Fstab NAS mount fails after update

Thanks for the links…they look straighforward enough and I should be able to set it up. But I am curious to understand why you make the above recommendation!

The list is rather long… But systemd.mount units are designed for just this purpose. (Plus so much more, most of which, you won’t even use.)

Some important ones for you, I would guess would be:

  • It will slow your boot process (with your NAS down, or other whatever other issues, even appear to halt the boot process)
  • If it fails, this is a much safer way to automatically remount and handle this scenario
  • You can pick when you want it mounted during the boot process (multi-user.target is an easy choice that’s already there, and commonly used for this)
  • You make can make the service(s) that depend on this mount not start until the the mount succeeds
  • It also works the other way around, for a safer way to shutdown the services it depends on

I highly recommend mount units as well. My reasons are explained in [root tip] [How To] Use systemd to mount ANY device

Several years ago I had issues with my network mounts as it was highly troublesome and error prone to use fstab - so I investigated what could be done with systemd - which lead me to mount and automount units.

They are really simple to work with - they are easy to understand - they are easy to maintain

Some years later I wrote these topics

Thanks very much, @Molski and @linux-aarhus for the very useful inputs. Makes plenty of sense. I will go about implementing these changes for my NAS.
Cheers - Ram

I followed this set of instructions. However the unit did not start; the message advised me to run journalctl -xe and lo and behold I was back to square 1: Error 22, invalid argument.
Apparent Solution: I downgraded to the latest LTS kernel 6.1 while rebooting and it worked! My old mountpoints are back! Thank you.

Glad to hear. I gave (guessed at) the 3 most likely culprits it stopping it from working after an update.

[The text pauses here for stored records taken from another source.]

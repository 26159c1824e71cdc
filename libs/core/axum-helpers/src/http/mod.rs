//! HTTP-level middleware: CORS and security headers.
//!
//! ```ignore
//! use axum_helpers::http::{create_cors_layer, security_headers};
//!
//! let app = Router::new()
//!     .layer(axum::middleware::from_fn(security_headers))
//!     .layer(create_cors_layer(&config.cors_allowed_origins)?);
//! ```

pub mod cors;
pub mod security;

pub use cors::create_cors_layer;
pub use security::security_headers;
use rust_decimal::Decimal;
use serde::{Deserialize, Serialize};
use utoipa::ToSchema;
use validator::{Validate, ValidationError};

const MAX_PRICE_DECIMAL_PLACES: u32 = 2;
/// numeric(12, 2) leaves ten integer digits
const MAX_PRICE_INTEGER_DIGITS: u32 = 10;

fn validate_not_blank(value: &str) -> Result<(), ValidationError> {
    if value.trim().is_empty() {
        return Err(ValidationError::new("blank").with_message("This field may not be blank.".into()));
    }
    Ok(())
}

fn validate_price(price: &Decimal) -> Result<(), ValidationError> {
    if price.is_sign_negative() && !price.is_zero() {
        return Err(ValidationError::new("min_value")
            .with_message("Ensure this value is greater than or equal to 0.".into()));
    }

    if price.normalize().scale() > MAX_PRICE_DECIMAL_PLACES {
        return Err(ValidationError::new("max_decimal_places")
            .with_message("Ensure that there are no more than 2 decimal places.".into()));
    }

    if price.trunc() >= Decimal::from(10_i64.pow(MAX_PRICE_INTEGER_DIGITS)) {
        return Err(ValidationError::new("max_whole_digits").with_message(
            "Ensure that there are no more than 10 digits before the decimal point.".into(),
        ));
    }

    Ok(())
}

// ============================================================================
// Response models
// ============================================================================

#[derive(Debug, Clone, PartialEq, Eq, Serialize, Deserialize, ToSchema)]
pub struct Category {
    #[schema(example = 1)]
    pub id: i32,
    #[schema(example = "Beverages")]
    pub name: String,
}

#[derive(Debug, Clone, PartialEq, Eq, Serialize, Deserialize, ToSchema)]
pub struct Tag {
    #[schema(example = 1)]
    pub id: i32,
    #[schema(example = "organic")]
    pub name: String,
}

#[derive(Debug, Clone, PartialEq, Eq, Serialize, Deserialize, ToSchema)]
pub struct Product {
    #[schema(example = 1)]
    pub id: i32,
    #[schema(example = "Green tea")]
    pub title: String,
    pub description: String,
    /// Serialized as a string with two decimal places
    #[schema(value_type = String, example = "4.50")]
    pub price: Decimal,
    #[schema(example = 1)]
    pub category_id: i32,
    /// Tag ids in ascending order
    #[schema(example = json!([1, 3]))]
    pub tags: Vec<i32>,
}

#[derive(Debug, Clone, PartialEq, Eq, Serialize, Deserialize, ToSchema)]
pub struct Review {
    #[schema(example = 1)]
    pub id: i32,
    #[schema(example = "Fresh and fragrant")]
    pub text: String,
    #[schema(example = 5)]
    pub stars: i32,
    #[schema(example = 1)]
    pub product_id: i32,
}

/// Number of products that belong to some category
#[derive(Debug, Clone, Copy, PartialEq, Eq, Serialize, Deserialize, ToSchema)]
pub struct ProductCount {
    pub count_products: u64,
}

/// Mean rating over every review, `null` when there are none
#[derive(Debug, Clone, Copy, PartialEq, Serialize, Deserialize, ToSchema)]
pub struct AverageStars {
    pub avg: Option<f64>,
}

/// `[[category, ...], {"count_products": N}]`
#[derive(Debug, Clone, PartialEq, Serialize, Deserialize, ToSchema)]
pub struct CategoryListing(pub Vec<Category>, pub ProductCount);

/// `[[review, ...], {"avg": X}]`
#[derive(Debug, Clone, PartialEq, Serialize, Deserialize, ToSchema)]
pub struct ReviewReport(pub Vec<Review>, pub AverageStars);

// ============================================================================
// Request schemas
//
// Every field is optional at the serde level and `required` at the validator
// level, so a missing field is reported per field instead of as a body
// rejection. `into_fields` is meant for payloads that already passed
// `validate()`.
// ============================================================================

#[derive(Debug, Clone, Default, Deserialize, Validate, ToSchema)]
pub struct CategoryPayload {
    #[validate(required, length(min = 1, max = 255), custom(function = "validate_not_blank"))]
    #[schema(value_type = String, example = "Beverages")]
    pub name: Option<String>,
}

#[derive(Debug, Clone, Default, Deserialize, Validate, ToSchema)]
pub struct TagPayload {
    #[validate(required, length(min = 1, max = 255), custom(function = "validate_not_blank"))]
    #[schema(value_type = String, example = "organic")]
    pub name: Option<String>,
}

#[derive(Debug, Clone, Default, Deserialize, Validate, ToSchema)]
pub struct ProductPayload {
    #[validate(required, length(min = 1, max = 255), custom(function = "validate_not_blank"))]
    #[schema(value_type = String, example = "Green tea")]
    pub title: Option<String>,

    /// May be empty, but must be present
    #[validate(required)]
    #[schema(value_type = String, example = "Loose leaf, 100 g")]
    pub description: Option<String>,

    #[validate(required, custom(function = "validate_price"))]
    #[schema(value_type = String, example = "4.50")]
    pub price: Option<Decimal>,

    #[validate(required)]
    #[schema(value_type = i32, example = 1)]
    pub category_id: Option<i32>,

    /// Tag ids; duplicates collapse
    #[validate(required)]
    #[schema(value_type = Vec<i32>, example = json!([1, 3]))]
    pub tags: Option<Vec<i32>>,
}

#[derive(Debug, Clone, Default, Deserialize, Validate, ToSchema)]
pub struct ReviewPayload {
    #[validate(required, length(min = 1), custom(function = "validate_not_blank"))]
    #[schema(value_type = String, example = "Fresh and fragrant")]
    pub text: Option<String>,

    #[validate(required, range(min = 1, max = 5))]
    #[schema(value_type = i32, minimum = 1, maximum = 5, example = 5)]
    pub stars: Option<i32>,

    #[validate(required)]
    #[schema(value_type = i32, example = 1)]
    pub product_id: Option<i32>,
}

// ============================================================================
// Cleaned fields handed to the service
// ============================================================================

#[derive(Debug, Clone, PartialEq, Eq)]
pub struct CategoryFields {
    pub name: String,
}

#[derive(Debug, Clone, PartialEq, Eq)]
pub struct TagFields {
    pub name: String,
}

#[derive(Debug, Clone, PartialEq, Eq)]
pub struct ProductFields {
    pub title: String,
    pub description: String,
    pub price: Decimal,
    pub category_id: i32,
    /// Sorted, without duplicates
    pub tags: Vec<i32>,
}

#[derive(Debug, Clone, PartialEq, Eq)]
pub struct ReviewFields {
    pub text: String,
    pub stars: i32,
    pub product_id: i32,
}

impl CategoryPayload {
    pub fn into_fields(self) -> CategoryFields {
        CategoryFields {
            name: self.name.unwrap_or_default().trim().to_string(),
        }
    }
}

impl TagPayload {
    pub fn into_fields(self) -> TagFields {
        TagFields {
            name: self.name.unwrap_or_default().trim().to_string(),
        }
    }
}

impl ProductPayload {
    pub fn into_fields(self) -> ProductFields {
        let mut price = self.price.unwrap_or_default();
        price.rescale(MAX_PRICE_DECIMAL_PLACES);

        let mut tags = self.tags.unwrap_or_default();
        tags.sort_unstable();
        tags.dedup();

        ProductFields {
            title: self.title.unwrap_or_default().trim().to_string(),
            description: self.description.unwrap_or_default(),
            price,
            category_id: self.category_id.unwrap_or_default(),
            tags,
        }
    }
}

impl ReviewPayload {
    pub fn into_fields(self) -> ReviewFields {
        ReviewFields {
            text: self.text.unwrap_or_default().trim().to_string(),
            stars: self.stars.unwrap_or_default(),
            product_id: self.product_id.unwrap_or_default(),
        }
    }
}

#[cfg(test)]
mod tests {
    use super::*;
    use rust_decimal_macros::dec;
    use serde_json::json;

    fn product_payload(value: serde_json::Value) -> ProductPayload {
        serde_json::from_value(value).unwrap()
    }

    fn error_codes(errors: &validator::ValidationErrors, field: &str) -> Vec<String> {
        errors.field_errors()[field]
            .iter()
            .map(|e| e.code.to_string())
            .collect()
    }

    #[test]
    fn test_missing_fields_are_reported_per_field() {
        let errors = product_payload(json!({})).validate().unwrap_err();
        let fields = errors.field_errors();

        for field in ["title", "description", "price", "category_id", "tags"] {
            assert!(fields.contains_key(field), "missing error for {field}");
        }
        assert_eq!(error_codes(&errors, "title"), vec!["required"]);
    }

    #[test]
    fn test_empty_description_is_allowed() {
        let payload = product_payload(json!({
            "title": "Green tea",
            "description": "",
            "price": "4.50",
            "category_id": 1,
            "tags": []
        }));

        assert!(payload.validate().is_ok());
    }

    #[test]
    fn test_price_rules() {
        let base = json!({
            "title": "Green tea",
            "description": "",
            "category_id": 1,
            "tags": []
        });

        for (price, code) in [
            ("-1.00", "min_value"),
            ("1.999", "max_decimal_places"),
            ("10000000000", "max_whole_digits"),
        ] {
            let mut value = base.clone();
            value["price"] = json!(price);
            let errors = product_payload(value).validate().unwrap_err();
            assert_eq!(error_codes(&errors, "price"), vec![code], "price {price}");
        }

        let mut value = base.clone();
        value["price"] = json!("12.500");
        assert!(product_payload(value).validate().is_ok());
    }

    #[test]
    fn test_stars_range() {
        for stars in [0, 6] {
            let payload = ReviewPayload {
                text: Some("ok".into()),
                stars: Some(stars),
                product_id: Some(1),
            };
            let errors = payload.validate().unwrap_err();
            assert_eq!(error_codes(&errors, "stars"), vec!["range"]);
        }
    }

    #[test]
    fn test_blank_name_is_rejected() {
        let payload = TagPayload {
            name: Some("   ".into()),
        };
        let errors = payload.validate().unwrap_err();
        assert_eq!(error_codes(&errors, "name"), vec!["blank"]);
    }

    #[test]
    fn test_name_too_long() {
        let payload = CategoryPayload {
            name: Some("x".repeat(256)),
        };
        let errors = payload.validate().unwrap_err();
        assert_eq!(error_codes(&errors, "name"), vec!["length"]);
    }

    #[test]
    fn test_product_fields_are_cleaned() {
        let fields = product_payload(json!({
            "title": "  Green tea ",
            "description": "Loose leaf",
            "price": "4.5",
            "category_id": 2,
            "tags": [3, 1, 3]
        }))
        .into_fields();

        assert_eq!(fields.title, "Green tea");
        assert_eq!(fields.price, dec!(4.50));
        assert_eq!(fields.price.to_string(), "4.50");
        assert_eq!(fields.tags, vec![1, 3]);
    }

    #[test]
    fn test_listing_serializes_as_pair() {
        let listing = CategoryListing(
            vec![Category {
                id: 1,
                name: "Beverages".into(),
            }],
            ProductCount { count_products: 4 },
        );

        assert_eq!(
            serde_json::to_value(&listing).unwrap(),
            json!([[{"id": 1, "name": "Beverages"}], {"count_products": 4}])
        );

        let report = ReviewReport(vec![], AverageStars { avg: None });
        assert_eq!(serde_json::to_value(&report).unwrap(), json!([[], {"avg": null}]));
    }

    #[test]
    fn test_product_price_serializes_as_string() {
        let product = Product {
            id: 1,
            title: "Green tea".into(),
            description: String::new(),
            price: dec!(4.50),
            category_id: 1,
            tags: vec![1],
        };

        assert_eq!(serde_json::to_value(&product).unwrap()["price"], "4.50");
    }
}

That was one of them. (I only run LTS kernels myself.) That you had to use GIO to mount it sounded really off to me. (Never used that myself).

At least you are a little more future-proofed, and made your system more error tolerant just because of all this.

Win-win.

I see you tackled this problem, is there really no way to update the nas to accept a higher version than 1.0 though?

I very recently had a very strange error with one of my mounts, not network, but it suddenly just broke, I could no longer execute files from it.

The solution was changing the option user to nouser (that is also included in the defaults option, maybe try with that?).
Just an idea to play around with.

From a web search it looks like Buffalo NASs now support at least 2.0. I tried with vers=2.0 and it works.